Letting reinforcement learning agents learn from each other in competitive environments

In the last months I have researched mainly on the basics of AI research and the more precise technologies of reinforcement learning. This led me to my upcoming thesis topic, which tries to let agents learn not only through trial and error but also through observation of other agents. The motivation is embarrassingly simple: I don’t learn about AI by trying different paths in my state space. I take most of what others have developed and researched and basically imitate their behavior. Sometimes I stop reading and start experimenting. But it is certain that I could never learn to become as good with AI as with software development. (My previous field of expertise) by simply doing trial and error or by simply reading. It’s the mix that makes the most sense. The two amplify each other.

The Knowledge Illusion

A great book by Sloman and Fernbach, called *The Knowledge Illusion *inspired me to look at AI research from a different point of view. Whenever we talk about AI, we talk about a single unit. The only exception was Max Tegmark in Life 3.0, but he talked about multiple AGI’s being developed at *roughly the same time. *However, everyone assumes that if we as humans will create AGI, artificial **general **intelligence, we will create one instance of it. Sloman and Fernbach argue however, that humans are not intelligent the way we are because of our individual achievements but because we are a society of intelligent agents. Hence, we are as intelligent as we are today, because we evolved together, as a community of agents. My hypothesis therefore started to slowly form:

Artificially intelligent agents must not necessarily be intelligent on their own but might very well just develop a higher level of intelligence if they get to interact with each other in a manner similar to the way humans interact.

Current state of research

Current AI research mostly trains its agents as if they were single children without friends. When we train an agent, we put them in an environment (often without other agents, sometimes also with other agents) and do cooperative or competitive plays. There’s work on trying to anticipate other agents moves and there is work trying to reach Nash Equilibriums. There is also stuff like “One-Shot Imitation Learning” and the famous Helicopter flying RF agent by Andrew NG which learned from pros like an apprentice. But it doesn’t seem to be an idiom that is omnipresent. It’s a “you can try this once” but not a “agents need to be trained in a social setting”. Yet humans need social interaction to have any chance at developing a healthy, working intellect.
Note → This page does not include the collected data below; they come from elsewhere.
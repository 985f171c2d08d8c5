/*! Bit-parallel exact literal search (Shift-Or).

One 64-bit mask per byte value records, with a cleared bit `i`, that the
byte occurs at offset `i` of the literal. The running state shifts left
one bit per input byte and ORs the byte's mask; bit `len - 1` clearing
means the literal ends at the current byte. Supports literals up to 64
bytes.

When the state carries no partial match, the scan skips ahead with
`memchr` on the literal's first byte instead of stepping byte-wise. The
shift register only has to run while a candidate prefix is alive, which
keeps throughput close to plain `memchr` on literal-free input.
*/

use memchr::memchr;

/// Maximum literal length the 64-bit state supports.
pub(crate) const MAX_PATTERN_LEN: usize = 64;

pub(crate) struct ShiftOr {
    masks: [u64; 256],
    len: usize,
    first: u8,
}

impl ShiftOr {
    /// Builds a searcher for `literal`. Returns `None` for the empty
    /// literal and literals longer than [`MAX_PATTERN_LEN`].
    pub fn new(literal: &[u8]) -> Option<Self> {
        if literal.is_empty() || literal.len() > MAX_PATTERN_LEN {
            return None;
        }
        let mut masks = [!0u64; 256];
        for (i, &byte) in literal.iter().enumerate() {
            masks[byte as usize] &= !(1 << i);
        }
        Some(Self { masks, len: literal.len(), first: literal[0] })
    }

    #[inline]
    pub fn len(&self) -> usize {
        self.len
    }

    /// Start offset of the first occurrence at or after `from`.
    pub fn find(&self, haystack: &[u8], from: usize) -> Option<usize> {
        let done = 1u64 << (self.len - 1);
        let mut state = !0u64;
        let mut i = from;
        while i < haystack.len() {
            if state == !0 {
                // No partial match alive; jump to the next possible
                // literal start.
                i = memchr(self.first, &haystack[i..]).map(|d| i + d)?;
            }
            state = (state << 1) | self.masks[haystack[i] as usize];
            if state & done == 0 {
                return Some(i + 1 - self.len);
            }
            i += 1;
        }
        None
    }
}

#[cfg(test)]
mod tests {
    use pretty_assertions::assert_eq;

    use super::ShiftOr;

    #[test]
    fn basic_search() {
        let searcher = ShiftOr::new(b"test").unwrap();
        assert_eq!(searcher.find(b"a test here", 0), Some(2));
        assert_eq!(searcher.find(b"a test here", 3), None);
        assert_eq!(searcher.find(b"testtest", 1), Some(4));
        assert_eq!(searcher.find(b"no match", 0), None);
        assert_eq!(searcher.find(b"", 0), None);
    }

    #[test]
    fn overlapping_prefixes() {
        let searcher = ShiftOr::new(b"aab").unwrap();
        assert_eq!(searcher.find(b"aaab", 0), Some(1));
        let searcher = ShiftOr::new(b"abab").unwrap();
        assert_eq!(searcher.find(b"abaabab", 0), Some(3));
    }

    #[test]
    fn single_byte_and_max_len() {
        let searcher = ShiftOr::new(b"x").unwrap();
        assert_eq!(searcher.find(b"aaxa", 0), Some(2));

        let long = vec![b'q'; 64];
        let searcher = ShiftOr::new(&long).unwrap();
        let mut hay = vec![b'.'; 10];
        hay.extend_from_slice(&long);
        assert_eq!(searcher.find(&hay, 0), Some(10));

        assert!(ShiftOr::new(&vec![b'q'; 65]).is_none());
        assert!(ShiftOr::new(b"").is_none());
    }
}
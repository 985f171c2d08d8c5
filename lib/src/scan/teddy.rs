/*! Multi-literal search (Teddy).

Searches for 2 to 16 literals at once. Each literal is assigned to one of
up to 8 buckets; the buckets' first-byte nibbles are projected into two
16-entry tables so a pair of `pshufb` lookups yields, per input lane, a
bitmap of buckets whose signature matches. The bucket test is a cheap
admissible filter, not a proof: every candidate lane is verified
byte-by-byte against the full literals, in literal order, so the first
literal listed wins at any given position.

Dispatch by literal count:
- 2..=4: no bucketing, one broadcast-compare per literal.
- 5..=8: one bucket per literal ("slim").
- 9..=16: two interleaved groups of 8 buckets ("fat").
*/

#[cfg(target_arch = "x86_64")]
use super::{simd_tier, SimdTier};

/// Maximum number of literals a single matcher can search for.
pub(crate) const MAX_TEDDY_LITERALS: usize = 16;

/// Literal counts at or below this use the direct-compare path.
const MAX_DIRECT_LITERALS: usize = 4;

const BUCKETS: usize = 8;

pub(crate) struct Teddy {
    literals: Vec<Vec<u8>>,
    /// First bytes of all literals, for the scalar skip loop.
    first_bytes: [bool; 256],
    kind: Kind,
}

enum Kind {
    Direct,
    Slim(NibbleMasks),
    Fat(NibbleMasks, NibbleMasks),
}

/// Per-nibble bucket bitmaps for one group of up to 8 buckets.
#[derive(Default)]
struct NibbleMasks {
    lo: [u8; 16],
    hi: [u8; 16],
}

impl NibbleMasks {
    fn add(&mut self, bucket: usize, first_byte: u8) {
        debug_assert!(bucket < BUCKETS);
        self.hi[(first_byte >> 4) as usize] |= 1 << bucket;
        self.lo[(first_byte & 0x0F) as usize] |= 1 << bucket;
    }
}

impl Teddy {
    /// Builds a matcher for `literals`. Returns `None` unless there are
    /// 2 to [`MAX_TEDDY_LITERALS`] non-empty literals; a single literal
    /// is better served by a dedicated single-literal search.
    pub fn new(literals: &[impl AsRef<[u8]>]) -> Option<Self> {
        if literals.len() < 2 || literals.len() > MAX_TEDDY_LITERALS {
            return None;
        }
        let literals: Vec<Vec<u8>> =
            literals.iter().map(|l| l.as_ref().to_vec()).collect();
        if literals.iter().any(|l| l.is_empty()) {
            return None;
        }

        let mut first_bytes = [false; 256];
        for lit in &literals {
            first_bytes[lit[0] as usize] = true;
        }

        let kind = if literals.len() <= MAX_DIRECT_LITERALS {
            Kind::Direct
        } else if literals.len() <= BUCKETS {
            let mut masks = NibbleMasks::default();
            for (idx, lit) in literals.iter().enumerate() {
                masks.add(idx, lit[0]);
            }
            Kind::Slim(masks)
        } else {
            let mut group_a = NibbleMasks::default();
            let mut group_b = NibbleMasks::default();
            for (idx, lit) in literals.iter().enumerate() {
                if idx < BUCKETS {
                    group_a.add(idx, lit[0]);
                } else {
                    group_b.add(idx - BUCKETS, lit[0]);
                }
            }
            Kind::Fat(group_a, group_b)
        };

        Some(Self { literals, first_bytes, kind })
    }

    #[inline]
    pub fn literals(&self) -> &[Vec<u8>] {
        &self.literals
    }

    /// Finds the leftmost occurrence of any literal at or after `from`.
    /// Returns the position and the index of the matched literal; when
    /// several literals match at the same position, the lowest index
    /// wins.
    pub fn find(
        &self,
        haystack: &[u8],
        from: usize,
    ) -> Option<(usize, usize)> {
        #[cfg(target_arch = "x86_64")]
        if simd_tier() >= SimdTier::Sse {
            return unsafe {
                match &self.kind {
                    Kind::Direct => self.find_direct(haystack, from),
                    Kind::Slim(masks) => {
                        self.find_slim(haystack, from, masks)
                    }
                    Kind::Fat(a, b) => self.find_fat(haystack, from, a, b),
                }
            };
        }
        self.find_scalar(haystack, from)
    }

    fn find_scalar(
        &self,
        haystack: &[u8],
        from: usize,
    ) -> Option<(usize, usize)> {
        for i in from..haystack.len() {
            if !self.first_bytes[haystack[i] as usize] {
                continue;
            }
            for (idx, lit) in self.literals.iter().enumerate() {
                if haystack[i..].starts_with(lit) {
                    return Some((i, idx));
                }
            }
        }
        None
    }

    /// Verifies all literals at `at`, lowest index first, restricted to
    /// buckets present in `bits` (bucket of literal `idx` is
    /// `(idx + bucket_offset) % 8`, with `bucket_offset` folded into the
    /// caller's bitmaps).
    fn verify(
        &self,
        haystack: &[u8],
        at: usize,
        bits_for: impl Fn(usize) -> u8,
    ) -> Option<(usize, usize)> {
        for (idx, lit) in self.literals.iter().enumerate() {
            let bucket = idx % BUCKETS;
            if bits_for(idx) & (1 << bucket) != 0
                && haystack[at..].starts_with(lit)
            {
                return Some((at, idx));
            }
        }
        None
    }

    #[cfg(target_arch = "x86_64")]
    #[target_feature(enable = "sse2")]
    unsafe fn find_direct(
        &self,
        haystack: &[u8],
        from: usize,
    ) -> Option<(usize, usize)> {
        use std::arch::x86_64::*;

        let mut firsts = [_mm_setzero_si128(); MAX_DIRECT_LITERALS];
        for (k, lit) in self.literals.iter().enumerate() {
            firsts[k] = _mm_set1_epi8(lit[0] as i8);
        }

        let mut i = from;
        while i + 16 <= haystack.len() {
            let chunk =
                _mm_loadu_si128(haystack.as_ptr().add(i) as *const __m128i);
            let mut masks = [0u32; MAX_DIRECT_LITERALS];
            let mut any = 0u32;
            for k in 0..self.literals.len() {
                let eq = _mm_cmpeq_epi8(chunk, firsts[k]);
                masks[k] = _mm_movemask_epi8(eq) as u32;
                any |= masks[k];
            }
            while any != 0 {
                let j = any.trailing_zeros() as usize;
                for (idx, lit) in self.literals.iter().enumerate() {
                    if masks[idx] & (1 << j) != 0
                        && haystack[i + j..].starts_with(lit)
                    {
                        return Some((i + j, idx));
                    }
                }
                any &= any - 1;
            }
            i += 16;
        }
        self.find_scalar(haystack, i)
    }

    #[cfg(target_arch = "x86_64")]
    #[target_feature(enable = "ssse3")]
    unsafe fn find_slim(
        &self,
        haystack: &[u8],
        from: usize,
        masks: &NibbleMasks,
    ) -> Option<(usize, usize)> {
        use std::arch::x86_64::*;

        let hi_lut = _mm_loadu_si128(masks.hi.as_ptr() as *const __m128i);
        let lo_lut = _mm_loadu_si128(masks.lo.as_ptr() as *const __m128i);
        let nibble = _mm_set1_epi8(0x0F);

        let mut i = from;
        while i + 16 <= haystack.len() {
            let chunk =
                _mm_loadu_si128(haystack.as_ptr().add(i) as *const __m128i);
            let hi = _mm_and_si128(_mm_srli_epi16(chunk, 4), nibble);
            let lo = _mm_and_si128(chunk, nibble);
            let cand = _mm_and_si128(
                _mm_shuffle_epi8(hi_lut, hi),
                _mm_shuffle_epi8(lo_lut, lo),
            );
            let zeros = _mm_cmpeq_epi8(cand, _mm_setzero_si128());
            let mut nonzero =
                !(_mm_movemask_epi8(zeros) as u32) & 0xFFFF;
            if nonzero != 0 {
                let mut lanes = [0u8; 16];
                _mm_storeu_si128(lanes.as_mut_ptr() as *mut __m128i, cand);
                while nonzero != 0 {
                    let j = nonzero.trailing_zeros() as usize;
                    let bits = lanes[j];
                    if let Some(found) =
                        self.verify(haystack, i + j, |_| bits)
                    {
                        return Some(found);
                    }
                    nonzero &= nonzero - 1;
                }
            }
            i += 16;
        }
        self.find_scalar(haystack, i)
    }

    #[cfg(target_arch = "x86_64")]
    #[target_feature(enable = "ssse3")]
    unsafe fn find_fat(
        &self,
        haystack: &[u8],
        from: usize,
        group_a: &NibbleMasks,
        group_b: &NibbleMasks,
    ) -> Option<(usize, usize)> {
        use std::arch::x86_64::*;

        let hi_a = _mm_loadu_si128(group_a.hi.as_ptr() as *const __m128i);
        let lo_a = _mm_loadu_si128(group_a.lo.as_ptr() as *const __m128i);
        let hi_b = _mm_loadu_si128(group_b.hi.as_ptr() as *const __m128i);
        let lo_b = _mm_loadu_si128(group_b.lo.as_ptr() as *const __m128i);
        let nibble = _mm_set1_epi8(0x0F);

        let mut i = from;
        while i + 16 <= haystack.len() {
            let chunk =
                _mm_loadu_si128(haystack.as_ptr().add(i) as *const __m128i);
            let hi = _mm_and_si128(_mm_srli_epi16(chunk, 4), nibble);
            let lo = _mm_and_si128(chunk, nibble);
            let cand_a = _mm_and_si128(
                _mm_shuffle_epi8(hi_a, hi),
                _mm_shuffle_epi8(lo_a, lo),
            );
            let cand_b = _mm_and_si128(
                _mm_shuffle_epi8(hi_b, hi),
                _mm_shuffle_epi8(lo_b, lo),
            );
            let zeros = _mm_cmpeq_epi8(
                _mm_or_si128(cand_a, cand_b),
                _mm_setzero_si128(),
            );
            let mut nonzero =
                !(_mm_movemask_epi8(zeros) as u32) & 0xFFFF;
            if nonzero != 0 {
                let mut lanes_a = [0u8; 16];
                let mut lanes_b = [0u8; 16];
                _mm_storeu_si128(
                    lanes_a.as_mut_ptr() as *mut __m128i,
                    cand_a,
                );
                _mm_storeu_si128(
                    lanes_b.as_mut_ptr() as *mut __m128i,
                    cand_b,
                );
                while nonzero != 0 {
                    let j = nonzero.trailing_zeros() as usize;
                    let (a, b) = (lanes_a[j], lanes_b[j]);
                    if let Some(found) =
                        self.verify(haystack, i + j, |idx| {
                            if idx < BUCKETS {
                                a
                            } else {
                                b
                            }
                        })
                    {
                        return Some(found);
                    }
                    nonzero &= nonzero - 1;
                }
            }
            i += 16;
        }
        self.find_scalar(haystack, i)
    }
}

#[cfg(test)]
mod tests {
    use pretty_assertions::assert_eq;

    use super::Teddy;

    #[test]
    fn direct_path() {
        let teddy =
            Teddy::new(&[b"Tom" as &[u8], b"Sawyer", b"Huckleberry", b"Finn"])
                .unwrap();
        assert_eq!(teddy.find(b"say Huckleberry", 0), Some((4, 2)));
        assert_eq!(teddy.find(b"Finn and Tom", 0), Some((0, 3)));
        assert_eq!(teddy.find(b"Finn and Tom", 1), Some((9, 0)));
        assert_eq!(teddy.find(b"NoMatch", 0), None);
    }

    #[test]
    fn slim_path() {
        let lits: Vec<&[u8]> =
            vec![b"alpha", b"bravo", b"charlie", b"delta", b"echo", b"golf"];
        let teddy = Teddy::new(&lits).unwrap();
        let hay = b"................charlie...echo..";
        assert_eq!(teddy.find(hay, 0), Some((16, 2)));
        assert_eq!(teddy.find(hay, 17), Some((26, 4)));
        assert_eq!(teddy.find(b"no codewords at all here", 0), None);
    }

    #[test]
    fn fat_path() {
        let lits: Vec<Vec<u8>> = (0..12)
            .map(|i| format!("word{:02}", i).into_bytes())
            .collect();
        let teddy = Teddy::new(&lits).unwrap();
        let hay = b"...word11...word03...";
        assert_eq!(teddy.find(hay, 0), Some((3, 11)));
        assert_eq!(teddy.find(hay, 4), Some((12, 3)));
        assert_eq!(teddy.find(b"word99 wordle", 0), None);
    }

    #[test]
    fn preference_order_at_same_position() {
        let teddy = Teddy::new(&[b"foo" as &[u8], b"foobar"]).unwrap();
        assert_eq!(teddy.find(b"..foobar..", 0), Some((2, 0)));
        let teddy = Teddy::new(&[b"foobar" as &[u8], b"foo"]).unwrap();
        assert_eq!(teddy.find(b"..foobar..", 0), Some((2, 0)));
    }

    #[test]
    fn vector_and_scalar_agree() {
        let lits: Vec<&[u8]> =
            vec![b"needle", b"pin", b"tack", b"nail", b"spike"];
        let teddy = Teddy::new(&lits).unwrap();
        let mut hay = vec![b'.'; 200];
        hay.splice(50..50, b"pin".iter().copied());
        hay.splice(150..150, b"spike".iter().copied());
        let mut at = 0;
        let mut seen = Vec::new();
        while let Some((pos, idx)) = teddy.find(&hay, at) {
            assert_eq!(teddy.find_scalar(&hay, at), Some((pos, idx)));
            seen.push((pos, idx));
            at = pos + 1;
        }
        assert_eq!(seen, vec![(50, 1), (150, 4)]);
    }

    #[test]
    fn rejects_out_of_range_sets() {
        assert!(Teddy::new(&[b"one" as &[u8]]).is_none());
        let too_many: Vec<Vec<u8>> =
            (0..17).map(|i| format!("lit{}", i).into_bytes()).collect();
        assert!(Teddy::new(&too_many).is_none());
        assert!(Teddy::new(&[b"ok" as &[u8], b""]).is_none());
    }
}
I want to try and let agents observe each other by comparing their performance and when one agent performs much better than the one that is trying to learn, it uses some actions of that agent as a set of input/output labeled examples of “how it is done”.

Let’s compare this to how humans learn: Children watch each other while they play and imitate each others behavior. They also imitate their parents and learn from the results of their newly adopted actions. Children do this less for serious reasons but mostly in a form of play. But the results are the same: Children learn rapidly in their first few years and while it is not simply because they imitate their surroundings, it is surely a mix of the constant trial and error as well as having hundreds of role models surrounding them.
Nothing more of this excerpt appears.